Babanki virus

Virus classification
- (unranked): Virus
- Realm: Riboviria
- Kingdom: Orthornavirae
- Phylum: Kitrinoviricota
- Class: Alsuviricetes
- Order: Martellivirales
- Family: Togaviridae
- Genus: Alphavirus
- Species: Sindbis virus
- Virus: Babanki virus

= Babanki virus =

Species of virus

Babanki virus (BBKV) is a member of the virus family Togaviridae of Class IV of the Baltimore classification system and the genus Alphavirus.
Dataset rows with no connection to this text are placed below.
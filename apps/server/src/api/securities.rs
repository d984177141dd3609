use std::sync::Arc;

use axum::{extract::State, http::StatusCode, routing::get, Json, Router};
use rightsbook_core::securities::{Security, SecurityRegistryTrait};

use crate::{error::ApiResult, main_lib::AppState, models::NewSecurity};

async fn list_securities(State(state): State<Arc<AppState>>) -> ApiResult<Json<Vec<Security>>> {
    let securities = state.security_registry.list_securities()?;
    Ok(Json(securities))
}

async fn register_security(
    State(state): State<Arc<AppState>>,
    Json(new_security): Json<NewSecurity>,
) -> ApiResult<(StatusCode, Json<Security>)> {
    let security = Security::from(new_security);
    if security.symbol.is_empty() {
        return Err(rightsbook_core::Error::invalid_argument("Symbol must not be empty").into());
    }
    state.security_registry.register(security.clone())?;
    Ok((StatusCode::CREATED, Json(security)))
}

pub fn router() -> Router<Arc<AppState>> {
    Router::new().route("/securities", get(list_securities).post(register_security))
}
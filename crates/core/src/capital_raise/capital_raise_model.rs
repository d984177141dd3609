use num_traits::ToPrimitive;
use rust_decimal::Decimal;
use serde::{Deserialize, Serialize};

use crate::errors::{Error, Result};

/// A parsed capital raise announcement.
#[derive(Debug, Clone, PartialEq, Eq, Serialize, Deserialize)]
#[serde(rename_all = "camelCase")]
pub struct CapitalRaiseAnnouncement {
    /// Stock whose holders are entitled.
    pub symbol: String,
    /// Rights granted per held share. Non-negative.
    pub per_share_ratio: Decimal,
    /// Correlation reference (message id) stamped on every grant.
    #[serde(default)]
    pub reference: Option<String>,
}

impl CapitalRaiseAnnouncement {
    pub fn new(symbol: &str, per_share_ratio: Decimal) -> Self {
        Self {
            symbol: symbol.to_string(),
            per_share_ratio,
            reference: None,
        }
    }

    pub fn with_reference(mut self, reference: Option<String>) -> Self {
        self.reference = reference;
        self
    }

    pub fn validate(&self) -> Result<()> {
        if self.symbol.trim().is_empty() {
            return Err(Error::invalid_argument("Announcement symbol must not be empty"));
        }
        if self.per_share_ratio.is_sign_negative() && !self.per_share_ratio.is_zero() {
            return Err(Error::invalid_argument(format!(
                "Per-share ratio must be non-negative, got {}",
                self.per_share_ratio
            )));
        }
        Ok(())
    }
}

/// `floor(held * ratio)` in exact decimal arithmetic.
pub fn compute_entitlement(held: i64, per_share_ratio: Decimal) -> Result<i64> {
    Decimal::from(held)
        .checked_mul(per_share_ratio)
        .and_then(|product| product.floor().to_i64())
        .ok_or_else(|| {
            Error::invalid_argument(format!(
                "Entitlement overflow for {} shares at ratio {}",
                held, per_share_ratio
            ))
        })
}

#[cfg(test)]
mod tests {
    use super::*;
    use rust_decimal_macros::dec;

    #[test]
    fn test_entitlement_floors() {
        assert_eq!(compute_entitlement(100, dec!(0.5)).unwrap(), 50);
        assert_eq!(compute_entitlement(200, dec!(0.5)).unwrap(), 100);
        assert_eq!(compute_entitlement(10, dec!(0.25)).unwrap(), 2);
        assert_eq!(compute_entitlement(3, dec!(0.3)).unwrap(), 0);
    }

    #[test]
    fn test_entitlement_is_exact_where_floats_are_not() {
        // 10 * 0.3 evaluates to 2.9999999999999996 in binary floating point.
        assert_eq!(compute_entitlement(10, dec!(0.3)).unwrap(), 3);
        assert_eq!(compute_entitlement(100, dec!(0.07)).unwrap(), 7);
    }

    #[test]
    fn test_negative_ratio_is_invalid() {
        let announcement = CapitalRaiseAnnouncement::new("FOOLAD", dec!(-0.1));
        assert!(matches!(
            announcement.validate(),
            Err(Error::InvalidArgument(_))
        ));
        assert!(CapitalRaiseAnnouncement::new("FOOLAD", dec!(0))
            .validate()
            .is_ok());
    }
}
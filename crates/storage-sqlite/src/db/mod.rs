use log::{error, info};
use std::fs;
use std::path::Path;
use std::sync::Arc;
use std::time::Duration;

use diesel::connection::{Connection, SimpleConnection};
use diesel::r2d2::{self, ConnectionManager, Pool, PooledConnection};
use diesel::sqlite::SqliteConnection;
use diesel_migrations::{embed_migrations, EmbeddedMigrations, MigrationHarness};

use crate::errors::{IntoCore, StorageError};
use rightsbook_core::errors::{DatabaseError, Error, Result};

const MIGRATIONS: EmbeddedMigrations = embed_migrations!();

pub type DbPool = Pool<ConnectionManager<SqliteConnection>>;
pub type DbConnection = PooledConnection<ConnectionManager<SqliteConnection>>;

pub mod write_actor;
pub use write_actor::{spawn_writer, WriteHandle};

/// Makes sure the database file can be created and switches it to WAL mode.
pub fn init(db_path: &str) -> Result<String> {
    if let Some(db_dir) = Path::new(db_path).parent() {
        if !db_dir.as_os_str().is_empty() && !db_dir.exists() {
            fs::create_dir_all(db_dir).map_err(StorageError::from)?;
        }
    }

    let mut conn = SqliteConnection::establish(db_path).into_core()?;
    conn.batch_execute(
        "
            PRAGMA journal_mode = WAL;
            PRAGMA foreign_keys = ON;
            PRAGMA busy_timeout = 30000;
            PRAGMA synchronous  = NORMAL;
        ",
    )
    .into_core()?;

    Ok(db_path.to_string())
}

pub fn create_pool(db_path: &str) -> Result<Arc<DbPool>> {
    let manager = ConnectionManager::<SqliteConnection>::new(db_path);
    let pool = Pool::builder()
        .max_size(8)
        .min_idle(Some(1))
        .connection_timeout(Duration::from_secs(30))
        .connection_customizer(Box::new(ConnectionCustomizer))
        .build(manager)
        .map_err(|e| DatabaseError::PoolCreationFailed(e.to_string()))?;
    Ok(Arc::new(pool))
}

pub fn run_migrations(pool: &DbPool) -> Result<()> {
    info!("Running database migrations");
    let mut connection = get_connection(pool)?;

    let applied = connection.run_pending_migrations(MIGRATIONS).map_err(|e| {
        error!("Database migration failed: {}", e);
        Error::Database(DatabaseError::MigrationFailed(e.to_string()))
    })?;

    if applied.is_empty() {
        info!("No pending migrations to apply.");
    } else {
        info!("Applied the following migrations:");
        for migration_version in &applied {
            info!("  - {}", migration_version);
        }
    }

    Ok(())
}

pub fn get_connection(pool: &DbPool) -> Result<DbConnection> {
    pool.get().into_core()
}

/// Initializes, migrates and opens `db_path`, returning the read pool and the
/// writer every append goes through. Must be called inside a Tokio runtime.
pub fn open(db_path: &str) -> Result<(Arc<DbPool>, WriteHandle)> {
    let db_path = init(db_path)?;
    let pool = create_pool(&db_path)?;
    run_migrations(&pool)?;
    let writer = spawn_writer(pool.as_ref().clone())?;
    Ok((pool, writer))
}

#[derive(Debug)]
struct ConnectionCustomizer;

impl r2d2::CustomizeConnection<SqliteConnection, r2d2::Error> for ConnectionCustomizer {
    fn on_acquire(&self, conn: &mut SqliteConnection) -> std::result::Result<(), r2d2::Error> {
        conn.batch_execute(
            "
            PRAGMA foreign_keys = ON;
            PRAGMA busy_timeout = 30000;
            PRAGMA synchronous = NORMAL;
        ",
        )
        .map_err(r2d2::Error::QueryError)
    }
}
use std::sync::Arc;

use axum::{http::HeaderValue, routing::get, Router};
use tower_http::{
    cors::{Any, CorsLayer},
    request_id::{MakeRequestUuid, PropagateRequestIdLayer, SetRequestIdLayer},
    timeout::TimeoutLayer,
    trace::TraceLayer,
};

use crate::{config::Config, main_lib::AppState};

mod announcements;
mod portfolios;
mod rights;
mod securities;

pub async fn healthz() -> &'static str {
    "ok"
}

fn cors_layer(config: &Config) -> CorsLayer {
    if config.cors_allow.iter().any(|o| o == "*") {
        return CorsLayer::new().allow_origin(Any);
    }
    let origins = config
        .cors_allow
        .iter()
        .filter_map(|o| match o.parse::<HeaderValue>() {
            Ok(origin) => Some(origin),
            Err(_) => {
                tracing::warn!("Ignoring invalid CORS origin {:?}", o);
                None
            }
        })
        .collect::<Vec<_>>();
    CorsLayer::new().allow_origin(origins)
}

pub fn app_router(state: Arc<AppState>, config: &Config) -> Router {
    let api = Router::new()
        .route("/healthz", get(healthz))
        .merge(securities::router())
        .merge(portfolios::router())
        .merge(rights::router())
        .merge(announcements::router());

    Router::new()
        .nest("/api/v1", api)
        .with_state(state)
        .layer(cors_layer(config))
        .layer(SetRequestIdLayer::x_request_id(MakeRequestUuid))
        .layer(PropagateRequestIdLayer::x_request_id())
        .layer(TimeoutLayer::new(config.request_timeout))
        .layer(TraceLayer::new_for_http())
}
pub mod api;
pub mod config;
pub mod error;
pub mod models;
mod main_lib;

pub use main_lib::{build_state, init_tracing, AppState};
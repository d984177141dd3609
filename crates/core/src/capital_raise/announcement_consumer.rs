use log::{info, warn};
use std::sync::Arc;

use super::{parse_announcement, CapitalRaiseServiceTrait};
use crate::errors::Result;
use crate::event_log::SecurityChangeEvent;

/// Turns raw announcement payloads into capital raise runs.
///
/// Any transport (message bus listener, HTTP handler) hands its payload and
/// message id here. Malformed payloads are rejected before the service runs.
pub struct AnnouncementConsumer {
    capital_raise_service: Arc<dyn CapitalRaiseServiceTrait>,
}

impl AnnouncementConsumer {
    pub fn new(capital_raise_service: Arc<dyn CapitalRaiseServiceTrait>) -> Self {
        Self {
            capital_raise_service,
        }
    }

    pub async fn consume(
        &self,
        payload: &str,
        message_id: Option<String>,
    ) -> Result<Vec<SecurityChangeEvent>> {
        let announcement = match parse_announcement(payload) {
            Ok(announcement) => announcement.with_reference(message_id),
            Err(e) => {
                warn!("Invalid capital raise message {:?}: {}", payload, e);
                return Err(e);
            }
        };
        let grants = self
            .capital_raise_service
            .process_announcement(announcement)
            .await?;
        info!("Processed capital raise: {}", payload.trim());
        Ok(grants)
    }
}
//! Holdings module - the read model and the query facade over it.

mod adjustment_service;
mod holdings_model;
mod holdings_service;
mod read_model;


pub use adjustment_service::{AdjustmentService, AdjustmentServiceTrait};
pub use holdings_model::HoldingSnapshot;
pub use holdings_service::{HoldingsService, HoldingsServiceTrait};
pub use read_model::{rebuild, rebuild_up_to};
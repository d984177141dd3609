use chrono::{DateTime, SubsecRound, Utc};
use rust_decimal::Decimal;
use serde::{Deserialize, Serialize};
use std::fmt;
use std::str::FromStr;
use uuid::Uuid;

use crate::constants::TIMESTAMP_SUBSEC_DIGITS;
use crate::errors::{Error, Result};
use crate::securities::normalize_symbol;

/// Provenance of a quantity change. Audit only, never read by aggregation.
#[derive(Debug, Clone, Copy, PartialEq, Eq, Hash, Serialize, Deserialize)]
#[serde(rename_all = "SCREAMING_SNAKE_CASE")]
pub enum ActionType {
    CapitalRaise,
    BuyRight,
    SellRight,
    RightUsage,
    Adjustment,
}

impl ActionType {
    pub fn as_str(&self) -> &'static str {
        match self {
            ActionType::CapitalRaise => "CAPITAL_RAISE",
            ActionType::BuyRight => "BUY_RIGHT",
            ActionType::SellRight => "SELL_RIGHT",
            ActionType::RightUsage => "RIGHT_USAGE",
            ActionType::Adjustment => "ADJUSTMENT",
        }
    }
}

impl fmt::Display for ActionType {
    fn fmt(&self, f: &mut fmt::Formatter<'_>) -> fmt::Result {
        f.write_str(self.as_str())
    }
}

impl FromStr for ActionType {
    type Err = String;

    fn from_str(s: &str) -> std::result::Result<Self, Self::Err> {
        match s {
            "CAPITAL_RAISE" => Ok(ActionType::CapitalRaise),
            "BUY_RIGHT" => Ok(ActionType::BuyRight),
            "SELL_RIGHT" => Ok(ActionType::SellRight),
            "RIGHT_USAGE" => Ok(ActionType::RightUsage),
            "ADJUSTMENT" => Ok(ActionType::Adjustment),
            _ => Err(format!("Unknown action type: {}", s)),
        }
    }
}

/// The only persisted fact: a signed change in the volume of one security
/// held by one portfolio.
///
/// Events are immutable once appended. `delta` is never zero; construction
/// rejects it and every event log adapter re-checks it before writing.
#[derive(Debug, Clone, PartialEq, Eq, Serialize, Deserialize)]
#[serde(rename_all = "camelCase")]
pub struct SecurityChangeEvent {
    pub id: String,
    pub portfolio_id: String,
    pub symbol: String,
    pub delta: i64,
    pub timestamp: DateTime<Utc>,
    pub action_type: ActionType,
    /// External correlation id (order id, message id). Opaque to the core.
    pub action_ref: Option<String>,
    /// Price attached for audit. Does not take part in aggregation.
    pub unit_price: Option<Decimal>,
}

impl SecurityChangeEvent {
    /// Creates an event stamped with the current time and a fresh id.
    pub fn new(
        portfolio_id: impl Into<String>,
        symbol: &str,
        delta: i64,
        action_type: ActionType,
    ) -> Result<Self> {
        let event = Self {
            id: Uuid::new_v4().to_string(),
            portfolio_id: portfolio_id.into(),
            symbol: normalize_symbol(symbol),
            delta,
            timestamp: Self::logical_time(Utc::now()),
            action_type,
            action_ref: None,
            unit_price: None,
        };
        event.validate()?;
        Ok(event)
    }

    /// Overrides the event time.
    pub fn at(mut self, timestamp: DateTime<Utc>) -> Self {
        self.timestamp = Self::logical_time(timestamp);
        self
    }

    pub fn with_action_ref(mut self, action_ref: Option<String>) -> Self {
        self.action_ref = action_ref;
        self
    }

    pub fn with_unit_price(mut self, unit_price: Option<Decimal>) -> Self {
        self.unit_price = unit_price;
        self
    }

    /// Checks the invariants every persisted event must satisfy.
    pub fn validate(&self) -> Result<()> {
        if self.delta == 0 {
            return Err(Error::invalid_argument(format!(
                "Event {} for {} has a zero delta",
                self.id, self.symbol
            )));
        }
        if self.id.trim().is_empty() {
            return Err(Error::invalid_argument("Event id must not be empty"));
        }
        if self.portfolio_id.trim().is_empty() {
            return Err(Error::invalid_argument("Portfolio id must not be empty"));
        }
        if self.symbol.is_empty() {
            return Err(Error::invalid_argument("Symbol must not be empty"));
        }
        Ok(())
    }

    /// Truncates to the precision every adapter stores.
    pub fn logical_time(timestamp: DateTime<Utc>) -> DateTime<Utc> {
        timestamp.trunc_subsecs(TIMESTAMP_SUBSEC_DIGITS)
    }
}
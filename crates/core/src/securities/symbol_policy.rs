//! Mapping between a stock symbol and the symbol of its right.
//!
//! No registry lookup happens here; callers confirm that the mapped symbol
//! actually exists.

use crate::constants::RIGHT_SYMBOL_SUFFIX;

use super::normalize_symbol;

/// Right symbol for a stock: the upper-cased stock symbol plus `_X`.
pub fn right_of(stock_symbol: &str) -> String {
    format!("{}{}", normalize_symbol(stock_symbol), RIGHT_SYMBOL_SUFFIX)
}

/// Stock symbol for a right.
///
/// Strips the `_X` suffix when present. Any other input comes back in its
/// normalized form, so the mapping is lossy for symbols that are not rights.
pub fn stock_of(right_symbol: &str) -> String {
    let normalized = normalize_symbol(right_symbol);
    match normalized.strip_suffix(RIGHT_SYMBOL_SUFFIX) {
        Some(stock) if !stock.is_empty() => stock.to_string(),
        _ => normalized,
    }
}

/// True when the symbol is shaped like a right symbol.
pub fn is_right_symbol(symbol: &str) -> bool {
    let normalized = normalize_symbol(symbol);
    normalized.len() > RIGHT_SYMBOL_SUFFIX.len() && normalized.ends_with(RIGHT_SYMBOL_SUFFIX)
}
== Genome and Structure ==

It has an unsegmented, positive sense, single-stranded RNA genome which is approximately 11.7kb long. In general, members of the Togaviridae have genomes which are able to be used directly as mRNA and the genome of BBKV can code for both structural and non-structural proteins. Currently, the genome of BBKV has only been partially sequenced. It has a spherical nucleocapsid which is approximately 40 nm in diameter and shows icosahedral symmetry of T=4. This nucleocapsid core is surrounded by a lipid envelope covered with glycoprotein spikes and virion particles are approximately 70 nm in diameter in total.

== Disease ==

BBKV was first isolated in Babanki in Northwest Cameroon, Africa in 1969 and the disease is also known in Senegal and Madagascar. It is closely related to another Alphavirus, Sindbis virus and causes similar symptoms in humans like fever, arthralgia or joint pain and a rash. It is spread by an arthropod vector, typically mosquitoes of the genus Culex, Aedes, or Mansonia. Its normal reservoir is birds.